Collected data:
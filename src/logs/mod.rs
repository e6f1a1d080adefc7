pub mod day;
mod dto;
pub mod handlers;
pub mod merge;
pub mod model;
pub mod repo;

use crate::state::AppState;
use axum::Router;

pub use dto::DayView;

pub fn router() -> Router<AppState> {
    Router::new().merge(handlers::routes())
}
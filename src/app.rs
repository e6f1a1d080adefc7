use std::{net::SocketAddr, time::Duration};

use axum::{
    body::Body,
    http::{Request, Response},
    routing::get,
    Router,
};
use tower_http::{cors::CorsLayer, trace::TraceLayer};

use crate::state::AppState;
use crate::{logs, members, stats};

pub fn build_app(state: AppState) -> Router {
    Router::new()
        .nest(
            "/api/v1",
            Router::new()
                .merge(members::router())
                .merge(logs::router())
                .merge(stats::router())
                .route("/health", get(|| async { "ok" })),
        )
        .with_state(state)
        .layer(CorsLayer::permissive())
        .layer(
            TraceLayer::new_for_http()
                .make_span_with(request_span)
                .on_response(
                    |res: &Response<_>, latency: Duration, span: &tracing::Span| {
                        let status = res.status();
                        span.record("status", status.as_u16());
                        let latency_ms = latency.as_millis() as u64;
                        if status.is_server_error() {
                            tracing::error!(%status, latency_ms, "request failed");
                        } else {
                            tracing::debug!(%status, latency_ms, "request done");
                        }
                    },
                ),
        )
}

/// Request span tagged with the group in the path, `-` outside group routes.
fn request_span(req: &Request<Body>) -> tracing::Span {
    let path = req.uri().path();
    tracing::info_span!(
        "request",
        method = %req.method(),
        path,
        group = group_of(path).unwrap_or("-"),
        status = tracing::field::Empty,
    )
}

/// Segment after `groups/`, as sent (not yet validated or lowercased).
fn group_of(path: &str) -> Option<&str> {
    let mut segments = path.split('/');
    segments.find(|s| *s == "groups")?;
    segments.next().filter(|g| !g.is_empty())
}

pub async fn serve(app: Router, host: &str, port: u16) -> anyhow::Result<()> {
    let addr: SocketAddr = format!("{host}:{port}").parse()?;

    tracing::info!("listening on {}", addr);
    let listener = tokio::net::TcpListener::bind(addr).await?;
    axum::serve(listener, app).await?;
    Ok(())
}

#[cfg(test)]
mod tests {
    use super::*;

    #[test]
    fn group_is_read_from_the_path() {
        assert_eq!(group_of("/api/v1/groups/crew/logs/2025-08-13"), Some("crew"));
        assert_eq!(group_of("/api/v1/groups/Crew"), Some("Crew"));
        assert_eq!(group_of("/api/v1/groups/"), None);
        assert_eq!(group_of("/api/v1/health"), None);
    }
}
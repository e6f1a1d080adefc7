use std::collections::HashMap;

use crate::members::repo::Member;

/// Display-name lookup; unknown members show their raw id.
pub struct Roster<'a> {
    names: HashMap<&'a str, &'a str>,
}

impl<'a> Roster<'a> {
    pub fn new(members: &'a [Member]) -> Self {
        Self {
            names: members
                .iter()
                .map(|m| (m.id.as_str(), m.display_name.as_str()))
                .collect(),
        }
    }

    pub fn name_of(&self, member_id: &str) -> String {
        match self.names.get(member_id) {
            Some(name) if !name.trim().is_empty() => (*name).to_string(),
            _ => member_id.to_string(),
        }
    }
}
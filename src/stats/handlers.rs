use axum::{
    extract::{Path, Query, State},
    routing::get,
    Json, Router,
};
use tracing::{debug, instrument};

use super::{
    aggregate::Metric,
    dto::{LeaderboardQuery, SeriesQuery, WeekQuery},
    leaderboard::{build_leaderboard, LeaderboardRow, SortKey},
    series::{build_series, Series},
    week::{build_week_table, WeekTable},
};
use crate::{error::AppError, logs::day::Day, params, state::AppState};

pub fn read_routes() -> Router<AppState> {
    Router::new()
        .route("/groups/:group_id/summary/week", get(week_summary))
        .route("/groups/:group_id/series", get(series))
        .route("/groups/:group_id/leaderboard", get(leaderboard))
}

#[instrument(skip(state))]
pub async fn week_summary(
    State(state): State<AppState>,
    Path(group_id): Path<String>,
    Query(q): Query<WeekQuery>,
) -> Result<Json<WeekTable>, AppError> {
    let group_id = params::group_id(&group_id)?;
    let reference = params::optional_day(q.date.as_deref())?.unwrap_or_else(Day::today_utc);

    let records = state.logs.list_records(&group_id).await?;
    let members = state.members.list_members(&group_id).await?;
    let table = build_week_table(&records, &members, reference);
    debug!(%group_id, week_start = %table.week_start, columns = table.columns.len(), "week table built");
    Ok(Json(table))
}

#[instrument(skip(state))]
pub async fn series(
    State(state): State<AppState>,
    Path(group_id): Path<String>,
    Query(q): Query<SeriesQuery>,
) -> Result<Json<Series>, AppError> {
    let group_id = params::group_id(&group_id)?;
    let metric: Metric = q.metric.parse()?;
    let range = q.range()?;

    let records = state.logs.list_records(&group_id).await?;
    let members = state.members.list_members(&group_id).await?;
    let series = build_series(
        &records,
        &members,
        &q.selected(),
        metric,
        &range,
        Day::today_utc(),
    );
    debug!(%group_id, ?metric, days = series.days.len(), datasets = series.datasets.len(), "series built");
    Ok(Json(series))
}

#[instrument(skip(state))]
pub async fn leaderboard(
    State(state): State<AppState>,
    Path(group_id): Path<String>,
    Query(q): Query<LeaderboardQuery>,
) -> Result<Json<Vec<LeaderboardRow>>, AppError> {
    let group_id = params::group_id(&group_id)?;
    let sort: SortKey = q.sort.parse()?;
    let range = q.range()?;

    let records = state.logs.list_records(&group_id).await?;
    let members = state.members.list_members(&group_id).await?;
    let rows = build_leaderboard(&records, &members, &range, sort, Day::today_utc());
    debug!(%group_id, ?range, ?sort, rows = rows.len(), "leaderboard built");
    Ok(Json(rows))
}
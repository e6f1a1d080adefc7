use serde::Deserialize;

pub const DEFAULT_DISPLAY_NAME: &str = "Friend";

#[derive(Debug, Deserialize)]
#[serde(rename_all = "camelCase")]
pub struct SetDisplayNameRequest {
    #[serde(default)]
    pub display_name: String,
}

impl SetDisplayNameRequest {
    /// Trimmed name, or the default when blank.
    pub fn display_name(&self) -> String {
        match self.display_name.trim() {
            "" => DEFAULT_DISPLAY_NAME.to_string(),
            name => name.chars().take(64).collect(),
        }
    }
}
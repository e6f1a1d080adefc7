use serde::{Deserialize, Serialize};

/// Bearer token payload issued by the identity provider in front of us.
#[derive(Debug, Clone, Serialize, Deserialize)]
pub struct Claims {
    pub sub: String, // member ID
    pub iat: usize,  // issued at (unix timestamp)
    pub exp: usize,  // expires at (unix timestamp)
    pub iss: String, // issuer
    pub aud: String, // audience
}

Problem details ▸ Pick out the lines above that hold the string "issued" and show them.

Exercise response ▸
/// Bearer token payload issued by the identity provider in front of us.
    pub iat: usize,  // issued at (unix timestamp)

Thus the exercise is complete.